-------- DATA UNDER STUDY

pub mod client;
pub mod db;
pub mod dining;
pub mod error;
pub mod friend;
pub mod ids;
pub mod listener;
pub mod matching;
pub mod notify;
pub mod profile;
pub mod push;
pub mod seeds;
pub mod status;
pub mod types;

// 重新导出客户端入口
pub use client::{ClientConfig, LunchBuddyClient};

// 重新导出核心领域类型
pub use error::{CoreError, CoreResult};
pub use types::{LunchPreference, PrivacyField};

----------------

**EXERCISE PROMPT:**
Please copy the data above in its entirety, exactly as written.

**REPLY TO THE TASK:**
pub mod client;
pub mod db;
pub mod dining;
pub mod error;
pub mod friend;
pub mod ids;
pub mod listener;
pub mod matching;
pub mod notify;
pub mod profile;
pub mod push;
pub mod seeds;
pub mod status;
pub mod types;

// 重新导出客户端入口
pub use client::{ClientConfig, LunchBuddyClient};

// 重新导出核心领域类型
pub use error::{CoreError, CoreResult};
pub use types::{LunchPreference, PrivacyField};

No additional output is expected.